▶ **Material provided**:
use async_trait::async_trait;
use axum::extract::FromRequestParts;
use axum::http::header::AUTHORIZATION;
use axum::http::request::Parts;
use axum::http::HeaderValue;

use auth::{ensure_role, AuthError, ClaimSet};

use crate::error::ApiError;
use crate::AppState;

/// Claims of the bearer token presented with the request.
#[derive(Debug, Clone)]
pub struct AuthContext {
    pub claims: ClaimSet,
}

impl AuthContext {
    /// Reject unless the token's role is one of `allowed`.
    pub fn require_role(&self, allowed: &[&str]) -> Result<(), ApiError> {
        ensure_role(&self.claims, allowed).map_err(ApiError::from)
    }
}

#[async_trait]
impl FromRequestParts<AppState> for AuthContext {
    type Rejection = ApiError;

    async fn from_request_parts(
        parts: &mut Parts,
        state: &AppState,
    ) -> Result<Self, Self::Rejection> {
        let header = parts
            .headers
            .get(AUTHORIZATION)
            .ok_or(AuthError::Unauthorized)?;
        let token = parse_bearer(header)?;
        let claims = state.tokens.validate(token)?;

        Ok(Self { claims })
    }
}

fn parse_bearer(value: &HeaderValue) -> Result<&str, AuthError> {
    let raw = value.to_str().map_err(|_| AuthError::Unauthorized)?.trim();
    let (scheme, token) = raw.split_once(' ').ok_or(AuthError::Unauthorized)?;
    if !scheme.eq_ignore_ascii_case("Bearer") {
        return Err(AuthError::Unauthorized);
    }

    let token = token.trim();
    if token.is_empty() {
        return Err(AuthError::Unauthorized);
    }

    Ok(token)
}
//! Time source used for issuance and expiry checks.

use std::sync::{Mutex, PoisonError};

use chrono::{DateTime, Duration, Utc};

/// Source of the current UTC time.
pub trait Clock: Send + Sync {
    fn now(&self) -> DateTime<Utc>;
}

/// Wall clock.
#[derive(Debug, Clone, Copy, Default)]
pub struct SystemClock;

impl Clock for SystemClock {
    fn now(&self) -> DateTime<Utc> {
        Utc::now()
    }
}

/// Clock pinned to an explicit instant. Moves only when told to.
#[derive(Debug)]
pub struct FixedClock {
    now: Mutex<DateTime<Utc>>,
}

impl FixedClock {
    pub fn new(now: DateTime<Utc>) -> Self {
        Self {
            now: Mutex::new(now),
        }
    }

    /// Jump to `now`.
    pub fn set(&self, now: DateTime<Utc>) {
        *self.now.lock().unwrap_or_else(PoisonError::into_inner) = now;
    }

    /// Move forward (or backward, for a negative `by`).
    pub fn advance(&self, by: Duration) {
        let mut guard = self.now.lock().unwrap_or_else(PoisonError::into_inner);
        *guard += by;
    }
}

impl Clock for FixedClock {
    fn now(&self) -> DateTime<Utc> {
        *self.now.lock().unwrap_or_else(PoisonError::into_inner)
    }
}
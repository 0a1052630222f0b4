use std::sync::Arc;

use auth::JwtTokenService;
use tracing_subscriber::{layer::SubscriberExt, util::SubscriberInitExt};

use auth_service::{build_routes, AppState, ServiceConfig};

#[tokio::main]
async fn main() -> Result<(), Box<dyn std::error::Error>> {
    // Initialize tracing
    tracing_subscriber::registry()
        .with(
            tracing_subscriber::EnvFilter::try_from_default_env()
                .unwrap_or_else(|_| "auth_service=info,auth=info,tower_http=info".into()),
        )
        .with(tracing_subscriber::fmt::layer())
        .init();

    // Load configuration; anything missing aborts start-up
    let config = ServiceConfig::from_env().inspect_err(|e| {
        tracing::error!("Invalid configuration: {}", e);
    })?;
    tracing::info!("Starting Auth Service v{}", config.version);

    let tokens = JwtTokenService::new(config.jwt.clone())?;
    let state = AppState::new(Arc::new(tokens));

    // Parse address
    let addr = config.socket_addr()?;
    let listener = tokio::net::TcpListener::bind(addr).await?;
    tracing::info!("HTTP server listening on {}", addr);

    axum::serve(listener, build_routes(state))
        .with_graceful_shutdown(shutdown_signal())
        .await?;

    tracing::info!("Auth Service stopped");
    Ok(())
}

async fn shutdown_signal() {
    if let Err(e) = tokio::signal::ctrl_c().await {
        tracing::error!("Failed to listen for shutdown signal: {}", e);
    }
}
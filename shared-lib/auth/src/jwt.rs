//! JWT encoding and decoding utilities.
//!
//! Tokens use the compact form `header.payload.signature`: three base64url
//! segments signed with HMAC-SHA256 under a `{"alg":"HS256","typ":"JWT"}`
//! header.

use error::{AuthError, ConfigError};
use hmac::{Hmac, Mac};
use jwt::header::HeaderType;
use jwt::{AlgorithmType, FromBase64, Header, SignWithKey, Token, VerifyingAlgorithm};
use secrecy::{ExposeSecret, SecretString};
use sha2::Sha256;

use crate::claims::ClaimSet;
use crate::config;

pub type HmacSha256 = Hmac<Sha256>;

/// Build the HMAC key from the configured secret.
pub fn signing_key(secret: &SecretString) -> Result<HmacSha256, ConfigError> {
    HmacSha256::new_from_slice(secret.expose_secret().as_bytes()).map_err(|e| {
        tracing::error!("Failed to create HMAC key: {}", e);
        ConfigError::invalid(config::KEY, e.to_string())
    })
}

/// Encode claims into a signed JWT.
pub fn encode_token(claims: &ClaimSet, key: &HmacSha256) -> Result<String, AuthError> {
    let header = Header {
        algorithm: AlgorithmType::Hs256,
        type_: Some(HeaderType::JsonWebToken),
        ..Default::default()
    };

    let token = Token::new(header, claims).sign_with_key(key).map_err(|e| {
        tracing::error!("Failed to encode JWT: {}", e);
        AuthError::TokenCreationFailed
    })?;

    Ok(token.as_str().to_owned())
}

/// Decode a JWT and verify its signature.
///
/// Only structure and signature are checked here. The MAC is verified in
/// constant time over the raw `header.payload` segments before either of
/// them is decoded. Claim checks belong to
/// [`TokenVerifier`](crate::TokenVerifier).
pub fn decode_token(token: &str, key: &HmacSha256) -> Result<ClaimSet, AuthError> {
    let mut segments = token.split('.');
    let (header, payload, signature) = match (
        segments.next(),
        segments.next(),
        segments.next(),
        segments.next(),
    ) {
        (Some(header), Some(payload), Some(signature), None) => (header, payload, signature),
        _ => {
            tracing::debug!("JWT does not have three segments");
            return Err(AuthError::MalformedToken);
        }
    };

    match VerifyingAlgorithm::verify(key, header, payload, signature) {
        Ok(true) => {}
        Ok(false) | Err(jwt::Error::InvalidSignature | jwt::Error::RustCryptoMac(_)) => {
            tracing::debug!("JWT signature rejected");
            return Err(AuthError::SignatureMismatch);
        }
        Err(e) => {
            tracing::debug!("Failed to decode JWT signature: {}", e);
            return Err(AuthError::MalformedToken);
        }
    }

    let header = Header::from_base64(header).map_err(|e| {
        tracing::debug!("Failed to decode JWT header: {}", e);
        AuthError::MalformedToken
    })?;
    if header.algorithm != AlgorithmType::Hs256 {
        tracing::debug!("JWT algorithm rejected: {:?}", header.algorithm);
        return Err(AuthError::SignatureMismatch);
    }

    ClaimSet::from_base64(payload).map_err(|e| {
        tracing::debug!("Failed to decode JWT claims: {}", e);
        AuthError::MalformedToken
    })
}
//! Auth Service
//!
//! HTTP login and role-protected endpoints backed by signed session tokens.

use std::sync::Arc;

use auth::TokenService;

pub mod config;
pub mod error;
pub mod extract;
pub mod handlers;
pub mod routes;

pub use config::ServiceConfig;
pub use extract::AuthContext;
pub use routes::build_routes;

/// State shared by all handlers.
#[derive(Clone)]
pub struct AppState {
    pub tokens: Arc<dyn TokenService>,
}

impl AppState {
    pub fn new(tokens: Arc<dyn TokenService>) -> Self {
        Self { tokens }
    }
}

▶ **What is being asked**: Only lines that hold the string "JwtTokenService" belong in the answer, so copy every one of them from the records.

▶ **Written solution**:
use auth::JwtTokenService;
    let tokens = JwtTokenService::new(config.jwt.clone())?;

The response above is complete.